Objective: Whether there is an association between the development of benign prostatic hyperplasia (BPH) and clinical prostate cancer is controversial. The present report tests the hypothesis of an association between BPH growth and the development of clinical prostate cancer by examining stage, grade and PSA-level in men with recently discovered clinical prostate cancer with slow or fast-growing BPH. If the hypothesis is true, men with fast-growing BPH would have a more advanced clinical prostate cancer.
Material and methods: Two hundred and twenty patients in whom a clinical prostate cancer was diagnosed were consecutively included. The prevalence of atherosclerotic disease, non-insulin-dependent diabetes mellitus (NIDDM) or treated hypertension was provided by the respective patient's medical history. Tallness, body weight, waist measurement, hip measurement and blood pressure were determined. The body mass index (BMI) and waist/hip ratio (WHR) were calculated. Blood samples were drawn to determine triglycerides, total cholesterol, HDL-cholesterol, LDL-cholesterol, uric acid, ALAT and the fasting plasma insulin level.
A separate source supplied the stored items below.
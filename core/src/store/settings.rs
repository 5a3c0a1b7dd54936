//! Per-group settings blobs.

use super::SqliteStore;
use crate::{
    config::GuildCrimeSettings,
    error::{CrimeError, CrimeResult},
    types::GroupId,
};
use rusqlite::{params, OptionalExtension};

pub const SETTINGS_SCHEMA_VERSION: u32 = 1;

impl SqliteStore {
    pub fn load_group_settings(&self, group: GroupId) -> CrimeResult<Option<GuildCrimeSettings>> {
        let row = self
            .conn()
            .query_row(
                "SELECT schema_version, settings_json FROM group_settings WHERE group_id = ?1",
                params![group as i64],
                |r| Ok((r.get::<_, u32>(0)?, r.get::<_, String>(1)?)),
            )
            .optional()?;
        match row {
            None => Ok(None),
            Some((version, _)) if version != SETTINGS_SCHEMA_VERSION => {
                Err(CrimeError::Other(anyhow::anyhow!(
                    "unsupported settings schema version {version} for group {group}"
                )))
            }
            Some((_, json)) => Ok(Some(serde_json::from_str(&json)?)),
        }
    }

    pub fn store_group_settings(&self, group: GroupId, settings: &GuildCrimeSettings) -> CrimeResult<()> {
        settings.validate()?;
        let json = serde_json::to_string(settings)?;
        self.conn().execute(
            "INSERT INTO group_settings (group_id, schema_version, revision, settings_json)
             VALUES (?1, ?2, 1, ?3)
             ON CONFLICT(group_id) DO UPDATE SET
                schema_version = excluded.schema_version,
                revision       = group_settings.revision + 1,
                settings_json  = excluded.settings_json",
            params![group as i64, SETTINGS_SCHEMA_VERSION, json],
        )?;
        Ok(())
    }

    /// Revision counter of the group's settings row; 0 before the first write.
    pub fn settings_revision(&self, group: GroupId) -> CrimeResult<i64> {
        Ok(self
            .conn()
            .query_row(
                "SELECT revision FROM group_settings WHERE group_id = ?1",
                params![group as i64],
                |r| r.get(0),
            )
            .optional()?
            .unwrap_or(0))
    }
}
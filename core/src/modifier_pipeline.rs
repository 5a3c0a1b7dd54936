//! Event modifier pipeline — random perturbations for one attempt.
//!
//! Draws are pure functions of the pool and the injected random source,
//! so the pipeline needs no locking and replays exactly under a fixed seed.
//!
//! Crime attempts use the staged draw: the first event is guaranteed, then
//! a second with 75%, a third with 50% and a fourth with 10%. Jailbreaks
//! draw 1–3 events uniformly. Neither repeats an event within one attempt.

use crate::{rng::RandomSource, types::Credits};
use serde::{Deserialize, Serialize};

/// Success chance never leaves [CHANCE_FLOOR, CHANCE_CEILING].
pub const CHANCE_FLOOR: f64 = 0.05;
pub const CHANCE_CEILING: f64 = 1.0;

/// Odds of each successive draw for crime attempts.
pub const STAGED_DRAW_ODDS: [f64; 4] = [1.0, 0.75, 0.50, 0.10];

pub const JAILBREAK_MIN_EVENTS: u64 = 1;
pub const JAILBREAK_MAX_EVENTS: u64 = 3;

#[derive(Debug, Clone, PartialEq, Serialize, Deserialize)]
#[serde(deny_unknown_fields)]
pub struct ModifierEvent {
    pub text: String,
    #[serde(default, skip_serializing_if = "Option::is_none")]
    pub chance_bonus: Option<f64>,
    #[serde(default, skip_serializing_if = "Option::is_none")]
    pub chance_penalty: Option<f64>,
    #[serde(default, skip_serializing_if = "Option::is_none")]
    pub reward_multiplier: Option<f64>,
    #[serde(default, skip_serializing_if = "Option::is_none")]
    pub jail_multiplier: Option<f64>,
    #[serde(default, alias = "currency_bonus", skip_serializing_if = "Option::is_none")]
    pub credits_bonus: Option<Credits>,
    #[serde(default, alias = "currency_penalty", skip_serializing_if = "Option::is_none")]
    pub credits_penalty: Option<Credits>,
}

impl ModifierEvent {
    /// Signed change to the success chance.
    pub fn chance_delta(&self) -> f64 {
        self.chance_bonus.unwrap_or(0.0) - self.chance_penalty.unwrap_or(0.0)
    }

    /// Signed change to the actor's balance.
    pub fn credits_delta(&self) -> Credits {
        self.credits_bonus.unwrap_or(0) - self.credits_penalty.unwrap_or(0)
    }
}

/// The composed effect of every event drawn for one attempt.
#[derive(Debug, Clone, Copy, PartialEq, Serialize, Deserialize)]
pub struct EventEffects {
    pub final_chance:      f64,
    pub reward_multiplier: f64,
    pub jail_multiplier:   f64,
    pub credits_delta:     Credits,
}

/// Staged draw without replacement.
pub fn draw_events<R: RandomSource + ?Sized>(
    pool: &[ModifierEvent],
    rng: &mut R,
) -> Vec<ModifierEvent> {
    let mut available: Vec<&ModifierEvent> = pool.iter().collect();
    let mut drawn = Vec::with_capacity(STAGED_DRAW_ODDS.len());

    for (stage, odds) in STAGED_DRAW_ODDS.iter().enumerate() {
        if available.is_empty() {
            break;
        }
        // A missed stage does not end the draw; later stages still roll.
        if stage > 0 && !rng.chance(*odds) {
            continue;
        }
        let idx = rng.pick_index(available.len());
        drawn.push(available.swap_remove(idx).clone());
    }
    drawn
}

/// Uniform 1–3 events without replacement.
pub fn draw_jailbreak_events<R: RandomSource + ?Sized>(
    pool: &[ModifierEvent],
    rng: &mut R,
) -> Vec<ModifierEvent> {
    if pool.is_empty() {
        return Vec::new();
    }
    let wanted = JAILBREAK_MIN_EVENTS
        + rng.next_u64_below(JAILBREAK_MAX_EVENTS - JAILBREAK_MIN_EVENTS + 1);
    let count = (wanted as usize).min(pool.len());

    let mut available: Vec<&ModifierEvent> = pool.iter().collect();
    let mut drawn = Vec::with_capacity(count);
    for _ in 0..count {
        let idx = rng.pick_index(available.len());
        drawn.push(available.swap_remove(idx).clone());
    }
    drawn
}

/// Compose events in draw order. Chance deltas add up and are clamped
/// once at the end; multipliers multiply; credit deltas sum.
pub fn apply_events(base_chance: f64, events: &[ModifierEvent]) -> EventEffects {
    let mut chance = base_chance;
    let mut reward_multiplier = 1.0;
    let mut jail_multiplier = 1.0;
    let mut credits_delta: Credits = 0;

    for event in events {
        chance += event.chance_delta();
        if let Some(m) = event.reward_multiplier {
            reward_multiplier *= m;
        }
        if let Some(m) = event.jail_multiplier {
            jail_multiplier *= m;
        }
        credits_delta += event.credits_delta();
    }

    EventEffects {
        final_chance: clamp_chance(chance),
        reward_multiplier,
        jail_multiplier,
        credits_delta,
    }
}

pub fn clamp_chance(chance: f64) -> f64 {
    if chance.is_nan() {
        return CHANCE_FLOOR;
    }
    chance.clamp(CHANCE_FLOOR, CHANCE_CEILING)
}
//! Actor-scoped locks.
//!
//! RULE: Every mutation of a member's record runs under that member's lock.
//! Operations touching two members take both locks in `MemberKey` order,
//! so two crossing targeted attempts cannot deadlock.
//!
//! Entries nobody holds are dropped once the map passes `PRUNE_AT`. A lock
//! is only handed out under the map mutex, so an entry whose `Arc` has no
//! other owner cannot be in use.

use crate::types::MemberKey;
use std::{
    collections::HashMap,
    sync::{Arc, Mutex, PoisonError},
};

const PRUNE_AT: usize = 1024;

#[derive(Default)]
pub struct ActorLocks {
    locks: Mutex<HashMap<MemberKey, Arc<Mutex<()>>>>,
}

impl ActorLocks {
    pub fn new() -> Self {
        Self::default()
    }

    fn lock_for(&self, key: MemberKey) -> Arc<Mutex<()>> {
        let mut locks = self.locks.lock().unwrap_or_else(PoisonError::into_inner);
        if locks.len() >= PRUNE_AT && !locks.contains_key(&key) {
            locks.retain(|_, lock| Arc::strong_count(lock) > 1);
            log::debug!("pruned actor locks down to {}", locks.len());
        }
        locks.entry(key).or_default().clone()
    }

    #[cfg(test)]
    fn tracked(&self) -> usize {
        self.locks.lock().unwrap_or_else(PoisonError::into_inner).len()
    }

    /// Run `f` holding `key`'s lock.
    pub fn with_lock<T>(&self, key: MemberKey, f: impl FnOnce() -> T) -> T {
        let lock = self.lock_for(key);
        // A panic elsewhere leaves no partial state behind the unit mutex.
        let _guard = lock.lock().unwrap_or_else(PoisonError::into_inner);
        f()
    }

    /// Run `f` holding both locks, acquired in key order.
    pub fn with_pair<T>(&self, a: MemberKey, b: MemberKey, f: impl FnOnce() -> T) -> T {
        if a == b {
            return self.with_lock(a, f);
        }
        let (first, second) = if a < b { (a, b) } else { (b, a) };
        let first_lock = self.lock_for(first);
        let second_lock = self.lock_for(second);
        let _first = first_lock.lock().unwrap_or_else(PoisonError::into_inner);
        let _second = second_lock.lock().unwrap_or_else(PoisonError::into_inner);
        f()
    }
}

#[cfg(test)]
mod tests {
    use super::*;

    #[test]
    fn idle_locks_are_pruned() {
        let locks = ActorLocks::new();
        for actor in 0..5_000 {
            locks.with_lock(MemberKey::new(1, actor), || ());
        }
        assert!(locks.tracked() <= PRUNE_AT, "{} locks kept", locks.tracked());
    }

    #[test]
    fn held_locks_survive_pruning() {
        let locks = ActorLocks::new();
        let held = MemberKey::new(1, 0);
        locks.with_lock(held, || {
            for actor in 1..3_000 {
                locks.with_lock(MemberKey::new(2, actor), || ());
            }
            let map = locks.locks.lock().unwrap();
            assert!(map.contains_key(&held));
            assert_eq!(Arc::strong_count(&map[&held]), 2);
        });
    }
}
The prostate gland volume was measured using transrectal ultrasound. The annual BPH growth rate was calculated, assuming that the total prostate gland volume was 20 mL at the patient age of forty. The prostate cancer diagnosis was established using the technique of transrectal ultrasound-guided automatic needle biopsy of the prostate.
Results: Men with clinical prostate cancer, PSA <50 ng/mL, and with fast-growing BPH had a higher systolic (p = 0.009) and diastolic (p = 0.020) blood pressure, were taller (p < 0.001) and more obese, as determined by body weight (p < 0.001), BMI (p = 0.005), waist measurement (p < 0.001) and hip measurement (p = 0.003). They also had a higher fasting plasma insulin level (p = 0.014) and a lower HDL-cholesterol level (p = 0.067) than men with slow-growing BPH. Moreover, men with clinical prostate cancer, PSA <50 ng/mL, and fast-growing BPH had more pronounced clinical prostate cancer, as measured by grade (p = 0.029) and PSA-level (p = 0.016), than men with slow-growing BPH. In the total material, including men with clinical prostate cancer, PSA >/=50 ng/mL, men with fast-growing BPH also had a higher prevalence of NIDDM (p = 0.039) and a borderline statistical significance for higher stage (p = 0.09) than men with slow-growing BPH. The BPH growth rate was significantly associated with the clinical prostate cancer grade (p = 0.018) and PSA-level (p = 0.002) but not with the clinical cancer stage in a multivariate statistical analysis.
Conclusions: This report confirms findings in previous studies that fast-growing BPH is a risk factor for NIDDM, hypertension, tallness, obesity, dyslipidaemia and hyperinsulinaemia. The present report extends this list of risk factors to include atherosclerotic disease manifestations, hyperuricaemia and higher ALAT levels. The study suggests that fast-growing BPH is a risk factor for developing clinical prostate cancer and, thus, supports the hypothesis of an association between the development of BPH and clinical prostate cancer. The study generates the hypothesis that clinical prostate cancer is a component of the metabolic syndrome and that insulin is a promoter of clinical prostate cancer.